(Saved entries)
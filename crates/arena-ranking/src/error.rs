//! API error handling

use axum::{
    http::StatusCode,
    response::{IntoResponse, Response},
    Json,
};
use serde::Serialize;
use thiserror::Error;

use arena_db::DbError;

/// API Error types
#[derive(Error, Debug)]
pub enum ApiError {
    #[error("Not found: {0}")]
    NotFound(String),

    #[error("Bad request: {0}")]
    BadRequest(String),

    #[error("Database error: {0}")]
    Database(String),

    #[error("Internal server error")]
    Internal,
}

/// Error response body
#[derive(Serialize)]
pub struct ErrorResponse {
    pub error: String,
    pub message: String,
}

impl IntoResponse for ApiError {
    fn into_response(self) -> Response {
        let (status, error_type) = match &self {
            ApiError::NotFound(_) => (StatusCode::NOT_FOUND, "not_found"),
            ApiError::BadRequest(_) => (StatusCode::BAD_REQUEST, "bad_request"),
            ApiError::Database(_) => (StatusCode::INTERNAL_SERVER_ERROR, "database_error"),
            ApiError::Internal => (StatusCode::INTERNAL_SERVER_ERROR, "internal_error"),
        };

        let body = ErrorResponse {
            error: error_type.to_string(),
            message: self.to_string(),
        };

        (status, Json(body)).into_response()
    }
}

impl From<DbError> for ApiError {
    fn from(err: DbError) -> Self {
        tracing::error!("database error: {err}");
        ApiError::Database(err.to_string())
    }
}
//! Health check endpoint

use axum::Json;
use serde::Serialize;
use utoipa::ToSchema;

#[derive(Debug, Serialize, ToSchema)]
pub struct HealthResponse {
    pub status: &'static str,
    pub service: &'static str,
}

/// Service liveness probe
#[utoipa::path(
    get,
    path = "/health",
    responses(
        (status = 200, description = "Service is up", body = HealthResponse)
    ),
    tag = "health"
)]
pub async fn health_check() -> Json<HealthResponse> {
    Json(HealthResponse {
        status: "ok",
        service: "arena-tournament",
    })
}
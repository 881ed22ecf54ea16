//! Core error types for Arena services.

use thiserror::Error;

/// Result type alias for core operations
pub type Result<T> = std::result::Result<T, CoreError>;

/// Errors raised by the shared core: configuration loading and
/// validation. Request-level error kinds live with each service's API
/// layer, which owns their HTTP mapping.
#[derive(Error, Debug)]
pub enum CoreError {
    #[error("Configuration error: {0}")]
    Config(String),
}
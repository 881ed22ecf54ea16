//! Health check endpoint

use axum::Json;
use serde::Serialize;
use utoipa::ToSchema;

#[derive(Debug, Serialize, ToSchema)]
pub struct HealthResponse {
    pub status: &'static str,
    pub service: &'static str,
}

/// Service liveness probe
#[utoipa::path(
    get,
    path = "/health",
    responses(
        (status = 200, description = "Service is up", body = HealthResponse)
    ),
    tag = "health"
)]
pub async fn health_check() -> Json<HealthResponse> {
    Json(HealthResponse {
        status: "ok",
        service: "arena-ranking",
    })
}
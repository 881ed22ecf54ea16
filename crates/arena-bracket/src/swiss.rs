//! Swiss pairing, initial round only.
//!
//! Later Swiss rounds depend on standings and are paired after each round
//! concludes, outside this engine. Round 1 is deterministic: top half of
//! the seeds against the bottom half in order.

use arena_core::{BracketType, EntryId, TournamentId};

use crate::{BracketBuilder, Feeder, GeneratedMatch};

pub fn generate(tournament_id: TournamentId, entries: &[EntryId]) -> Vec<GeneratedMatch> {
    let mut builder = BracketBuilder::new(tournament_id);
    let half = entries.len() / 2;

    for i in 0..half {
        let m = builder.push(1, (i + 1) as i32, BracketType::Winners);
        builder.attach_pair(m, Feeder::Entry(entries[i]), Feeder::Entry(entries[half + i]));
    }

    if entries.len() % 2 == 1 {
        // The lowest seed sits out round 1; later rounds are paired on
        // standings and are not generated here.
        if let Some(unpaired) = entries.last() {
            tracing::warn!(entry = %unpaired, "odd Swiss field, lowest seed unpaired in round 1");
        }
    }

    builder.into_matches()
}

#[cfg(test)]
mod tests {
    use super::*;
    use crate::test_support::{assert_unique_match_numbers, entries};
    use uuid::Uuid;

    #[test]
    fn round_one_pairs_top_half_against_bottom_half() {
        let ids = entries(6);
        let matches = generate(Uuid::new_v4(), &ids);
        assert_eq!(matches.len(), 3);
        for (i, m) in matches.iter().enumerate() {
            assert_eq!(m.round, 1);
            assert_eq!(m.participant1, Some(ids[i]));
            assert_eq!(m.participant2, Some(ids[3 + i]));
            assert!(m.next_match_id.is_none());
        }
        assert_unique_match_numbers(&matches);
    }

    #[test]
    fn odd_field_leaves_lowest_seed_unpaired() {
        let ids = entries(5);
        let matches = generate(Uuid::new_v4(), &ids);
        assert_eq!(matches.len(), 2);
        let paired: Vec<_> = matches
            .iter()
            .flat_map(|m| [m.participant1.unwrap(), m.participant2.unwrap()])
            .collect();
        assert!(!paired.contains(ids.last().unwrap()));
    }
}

*TASK DESCRIPTION*
For each line in the records that holds "filename", show that line as it stands.

*RESULT BELOW*
filename crates/arena-ranking/src/error.rs
filename crates/arena-bracket/src/swiss.rs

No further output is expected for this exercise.